After a long season in melodrama with varied incidents and experiences Mr Weathersby took to the burnt cork business, becoming a member of a minstrel company at the old Clapton Park Theatre and after some hard work in this line of the profession, received an engagement to play in the production of “The School for Scandal” at the Vaudeville Theatre.  This was Mr Weathersby’s great opportunity of which he took full advantage and his success was the turning point of his career. He rapidly rose in the profession and to quote an oft repeated quotation ‘ has never looked back since.’
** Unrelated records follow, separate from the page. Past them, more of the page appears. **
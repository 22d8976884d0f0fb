//! URL path form: `/update/{kind}/{id}/{value}` and `/value/{kind}/{id}`.

use crate::error::{MetricsError, Result};
use crate::metric::{Metric, MetricKind};

/// Decode path segments into a metric.
///
/// A missing (or empty) value segment yields a query-only metric. Gauges must
/// be finite since the snapshot format is JSON.
pub fn decode_path(kind: &str, id: &str, value: Option<&str>) -> Result<Metric> {
    let kind = MetricKind::parse(kind)?;
    if id.is_empty() {
        return Err(MetricsError::BadAttrValue("empty metric id".into()));
    }

    let Some(raw) = value.filter(|v| !v.is_empty()) else {
        return Ok(Metric::query(id, kind));
    };

    match kind {
        MetricKind::Counter => {
            let delta: i64 = raw
                .parse()
                .map_err(|_| MetricsError::BadAttrValue(format!("counter {id}: {raw}")))?;
            Ok(Metric::counter(id, delta))
        }
        MetricKind::Gauge => {
            let value: f64 = raw
                .parse()
                .map_err(|_| MetricsError::BadAttrValue(format!("gauge {id}: {raw}")))?;
            if !value.is_finite() {
                return Err(MetricsError::BadAttrValue(format!("gauge {id}: {raw}")));
            }
            Ok(Metric::gauge(id, value))
        }
    }
}
//! Helpers shared by the in-process HTTP tests.

#![allow(clippy::unwrap_used)]
#![allow(clippy::expect_used)]
#![allow(dead_code)]

use std::sync::Arc;

use axum::body::Body;
use axum::http::{HeaderMap, Request, StatusCode};
use axum::Router;
use tower::ServiceExt;

use telemon_server::app_state::AppState;
use telemon_server::config::ServerConfig;
use telemon_server::router::build_router;
use telemon_store::{MemoryStore, MetricStore};

pub struct Reply {
    pub status: StatusCode,
    pub headers: HeaderMap,
    pub body: Vec<u8>,
}

impl Reply {
    pub fn text(&self) -> String {
        String::from_utf8(self.body.clone()).unwrap()
    }

    pub fn json(&self) -> serde_json::Value {
        serde_json::from_slice(&self.body).unwrap()
    }
}

pub fn app_with(cfg: ServerConfig) -> (Router, Arc<dyn MetricStore>) {
    let store: Arc<dyn MetricStore> = Arc::new(MemoryStore::new());
    let state = AppState::new(cfg, Arc::clone(&store)).unwrap();
    (build_router(state), store)
}

pub fn app() -> Router {
    app_with(ServerConfig::default()).0
}

pub async fn send(app: &Router, req: Request<Body>) -> Reply {
    let resp = app.clone().oneshot(req).await.unwrap();
    let status = resp.status();
    let headers = resp.headers().clone();
    let body = axum::body::to_bytes(resp.into_body(), usize::MAX)
        .await
        .unwrap()
        .to_vec();
    Reply { status, headers, body }
}

pub fn post(uri: &str) -> Request<Body> {
    Request::builder()
        .method("POST")
        .uri(uri)
        .body(Body::empty())
        .unwrap()
}

pub fn get(uri: &str) -> Request<Body> {
    Request::builder().uri(uri).body(Body::empty()).unwrap()
}

pub fn post_json(uri: &str, body: impl Into<Body>) -> Request<Body> {
    Request::builder()
        .method("POST")
        .uri(uri)
        .header("Content-Type", "application/json")
        .header("Accept", "application/json")
        .body(body.into())
        .unwrap()
}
During his career he has been professionally connected with some of the most prominent stars . He had a fifteen weeks tour with Mrs Langtry and an engagement with Miss Fortescue after which he rejoined Mrs Langtry for her famous tour with Antony and Cleopatra.
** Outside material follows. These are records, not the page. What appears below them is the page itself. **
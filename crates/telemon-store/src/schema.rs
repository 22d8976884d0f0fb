//! Table layout for the persistent backend.

use sqlx::SqlitePool;
use tracing::{debug, instrument};

use telemon_core::{MetricsError, Result};

const SCHEMA: [&str; 2] = [
    r#"
    CREATE TABLE IF NOT EXISTS counters (
        metric_id TEXT PRIMARY KEY,
        metric_value BIGINT NOT NULL
    )
    "#,
    r#"
    CREATE TABLE IF NOT EXISTS gauges (
        metric_id TEXT PRIMARY KEY,
        metric_value DOUBLE PRECISION NOT NULL
    )
    "#,
];

/// Create both tables if missing.
#[instrument(skip(pool))]
pub(crate) async fn ensure(pool: &SqlitePool) -> Result<()> {
    for stmt in SCHEMA {
        sqlx::query(stmt)
            .execute(pool)
            .await
            .map_err(|e| MetricsError::Unavailable(format!("schema setup failed: {e}")))?;
    }
    debug!("metric tables ready");
    Ok(())
}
In 1894 he accompanied the Jersey Lily in America and became stage manager and took part in the production of Gossip at Palmers Theatre near New York

Mr Weathersby has had eight engagements with Mrs Langtry and the same number with Miss Katie Vaughan two tours with Miss Fortescue, two engagements with Mrs Lancaster Wallis and other engagements with Messrs J L Toole, Arthur Bouchier, Ernest Scarelle, ( South African Tour) Herbert Fleming ( Theatre Royal Johannesburg) and during  1897 produced with his own companies, ‘ The Idler’ ‘ ‘Shall we Forgive her’ ‘Black Eyed Susan’ ‘ Robert Macaire’ ‘ Jane’ ‘ Liberty Hall’ ‘ The Little Viscount’  ‘Moths’ ‘ East Lynne” ‘The Wages of Sin’ and many others and possesses the sole rights to a number of popular plays among which may be noted ‘ The Ladder of life’ containing some great scenes.
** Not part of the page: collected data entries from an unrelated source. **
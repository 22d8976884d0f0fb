#![allow(clippy::unwrap_used)]
#![allow(clippy::expect_used)]

use clap::Parser;
use telemon_agent::config::{self, AgentArgs};
use telemon_agent::lifecycle::build_transport;

#[test]
fn defaults() {
    let cfg = config::load_from_str("version: 1\n").expect("must parse");
    assert_eq!(cfg.agent.address, "127.0.0.1:8080");
    assert_eq!(cfg.agent.poll_interval_ms, 2000);
    assert_eq!(cfg.agent.report_interval_ms, 10000);
    assert!(cfg.agent.rpc_address().is_none());
}

#[test]
fn unknown_field_and_zero_interval_rejected() {
    let err = config::load_from_str("version: 1\nagent:\n  pol_interval_ms: 5\n").expect_err("typo");
    assert_eq!(err.client_code().as_str(), "BAD_REQUEST");
    assert!(config::load_from_str("version: 1\nagent:\n  poll_interval_ms: 0\n").is_err());
}

#[test]
fn report_shorter_than_poll_only_warns() {
    let cfg = config::load_from_str("version: 1\nagent:\n  poll_interval_ms: 5000\n  report_interval_ms: 1000\n");
    assert!(cfg.is_ok());
}

#[test]
fn rpc_flag_selects_rpc_transport() {
    let args = AgentArgs::try_parse_from(["telemon-agent", "-g", "127.0.0.1:3200", "-p", "500"]).unwrap();
    let cfg = config::resolve(args).unwrap();
    assert_eq!(cfg.agent.poll_interval_ms, 500);
    assert_eq!(build_transport(&cfg).unwrap().name(), "rpc");

    let cfg = config::resolve(AgentArgs::try_parse_from(["telemon-agent"]).unwrap()).unwrap();
    assert_eq!(build_transport(&cfg).unwrap().name(), "rest");
}

#[test]
fn file_is_validated_after_flags() {
    let dir = tempfile::tempdir().unwrap();
    let path = dir.path().join("agent.yaml");
    std::fs::write(&path, "version: 1\nagent:\n  poll_interval_ms: 0\n").unwrap();

    assert!(config::load_from_file(&path).is_err());

    let args =
        AgentArgs::try_parse_from(["telemon-agent", "-c", path.to_str().unwrap(), "-p", "500"]).unwrap();
    let cfg = config::resolve(args).unwrap();
    assert_eq!(cfg.agent.poll_interval_ms, 500);
}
He also managed Messrs George and Weedon Grossmith’s tour last year being offered by them   another engagement this year which he was unable to accept owing to his having arranged to come out to Australia with Mr Sheridan. His Australian visit has earned for him very many friends.

 Referee

 Mr Tom Payne

In pantomime nowadays specialities are the thing and in Cinderella the dancing of Mr Tom Payne is a great favourite while the comedian’s successful efforts are observable right through. Mr Payne is almost as entertaining off the stage as on. He is an Irishman having been born in Cork, but as he says, he is sometimes taken for a Jew, especially on the Continent. He is very sturdily built with a strong rather massive head, well marked features and good eyes but much under the average height. He comes of a family of big men, but he takes after his mother. His grandfather was manager of a London theatre when Nellie Farren was quite a young girl. His uncle was also in the business. Mr Payne however, is the only member of his family who has taken to the boards and before him there has never been a dancer in the family. He can do all kinds of dancing. He believes that dancers are born not made. He began life as an apprentice to lithography, then he went to work for cable agencies. He admits however he was always sin mischief and eventually he ran away and apprenticed himself to a circus. He has since been in all parts of the profession excepting serious drama. He has toured South Africa while he has travelled a good deal on the continent.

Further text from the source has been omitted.